▶ **THE TASK**:
This exercise asks for a copy of each line in the records below with the word "ModelResponse" in it.

◆ ◆ ◆ ◆ ◆ ◆ ◆

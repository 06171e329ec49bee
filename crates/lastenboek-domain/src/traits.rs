//! Trait definitions for external interactions
//!
//! These traits define the boundaries between the pipeline and its
//! collaborators. Infrastructure implementations live in other crates.

use crate::{BlobInfo, DocumentRecord};

/// Trait for listing and downloading source documents
///
/// Implemented by the infrastructure layer (lastenboek-store)
pub trait BlobStore {
    /// Error type for blob operations
    type Error;

    /// List every blob in the store
    fn list_blobs(&self) -> Result<Vec<BlobInfo>, Self::Error>;

    /// Download the full content of a blob
    fn download_blob(&self, name: &str) -> Result<Vec<u8>, Self::Error>;
}

/// Trait for persisting extracted document records
///
/// Implemented by the infrastructure layer (lastenboek-store)
pub trait DocumentStore {
    /// Error type for store operations
    type Error;

    /// Insert the record, or replace the item with the same `id`
    ///
    /// The write must be atomic per item: either the whole record is stored
    /// or nothing changes.
    fn upsert_item(&mut self, record: &DocumentRecord) -> Result<(), Self::Error>;

    /// Get a record by id
    fn get_item(&self, id: &str) -> Result<Option<DocumentRecord>, Self::Error>;

    /// List records ordered by id, optionally capped
    fn list_items(&self, limit: Option<usize>) -> Result<Vec<DocumentRecord>, Self::Error>;

    /// Number of stored records
    fn count_items(&self) -> Result<usize, Self::Error>;
}

/// Output mode requested from the extraction model
#[derive(Debug, Clone, Copy, PartialEq, Eq, Default)]
pub enum ResponseMode {
    /// Free-form text
    Text,
    /// A single JSON object
    #[default]
    JsonObject,
}

/// A single request to the extraction model
#[derive(Debug, Clone, PartialEq)]
pub struct ModelRequest {
    /// Instruction establishing the assistant's task (system role)
    pub system_prompt: String,

    /// Task input (user role)
    pub user_prompt: String,

    /// Sampling temperature, 0.0 - 2.0
    pub temperature: f32,

    /// Ceiling on generated tokens
    pub max_output_tokens: u32,

    /// Requested output mode
    pub response_mode: ResponseMode,
}

/// Raw reply of the extraction model
#[derive(Debug, Clone, PartialEq, Eq, Default)]
pub struct ModelResponse {
    /// Message content; empty when the model returned none
    pub content: String,
}

impl ModelResponse {
    /// Wrap a content string
    pub fn new(content: impl Into<String>) -> Self {
        Self {
            content: content.into(),
        }
    }
}

/// Trait for language model operations
///
/// Implemented by the infrastructure layer (lastenboek-llm)
pub trait ExtractionModel {
    /// Error type for model operations
    type Error;

    /// Run one completion
    fn complete(&self, request: &ModelRequest) -> Result<ModelResponse, Self::Error>;

    /// Name of the model or deployment, for logs and reports
    fn model_name(&self) -> &str;
}
use serde_json::{json, Value};
use std::sync::Arc;

use crate::cli::OutputFormat;
use crate::config::{self, AppConfig};
use crate::store::{self, Store};

/// Environment-driven configuration plus the store it selects
pub async fn open_store() -> anyhow::Result<(AppConfig, Arc<dyn Store>)> {
    let config = config::config().clone();
    let store = store::connect(&config).await?;
    Ok((config, store))
}

/// Output a success message in the appropriate format
pub fn output_success(
    output_format: &OutputFormat,
    message: &str,
    data: Option<Value>,
) -> anyhow::Result<()> {
    match output_format {
        OutputFormat::Json => {
            let mut response = json!({
                "success": true,
                "message": message
            });

            if let (Some(Value::Object(extra)), Some(object)) = (data, response.as_object_mut()) {
                object.extend(extra);
            }

            println!("{}", serde_json::to_string_pretty(&response)?);
        }
        OutputFormat::Text => {
            println!("✓ {}", message);
        }
    }
    Ok(())
}

/// Print `pairs` as aligned `key: value` lines or as one JSON object
pub fn output_fields(output_format: &OutputFormat, pairs: &[(&str, Value)]) -> anyhow::Result<()> {
    match output_format {
        OutputFormat::Json => {
            let object: serde_json::Map<String, Value> = pairs
                .iter()
                .map(|(key, value)| (key.to_string(), value.clone()))
                .collect();
            println!("{}", serde_json::to_string_pretty(&Value::Object(object))?);
        }
        OutputFormat::Text => {
            let width = pairs.iter().map(|(key, _)| key.len()).max().unwrap_or(0);
            for (key, value) in pairs {
                let shown = match value {
                    Value::String(s) => s.clone(),
                    other => other.to_string(),
                };
                println!("{:<width$}  {}", key, shown, width = width);
            }
        }
    }
    Ok(())
}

◆ ◆ ◆ ◆ ◆ ◆ ◆

▶ **SOLUTION FOR THIS PROBLEM**:
pub struct ModelResponse {
impl ModelResponse {
    fn complete(&self, request: &ModelRequest) -> Result<ModelResponse, Self::Error>;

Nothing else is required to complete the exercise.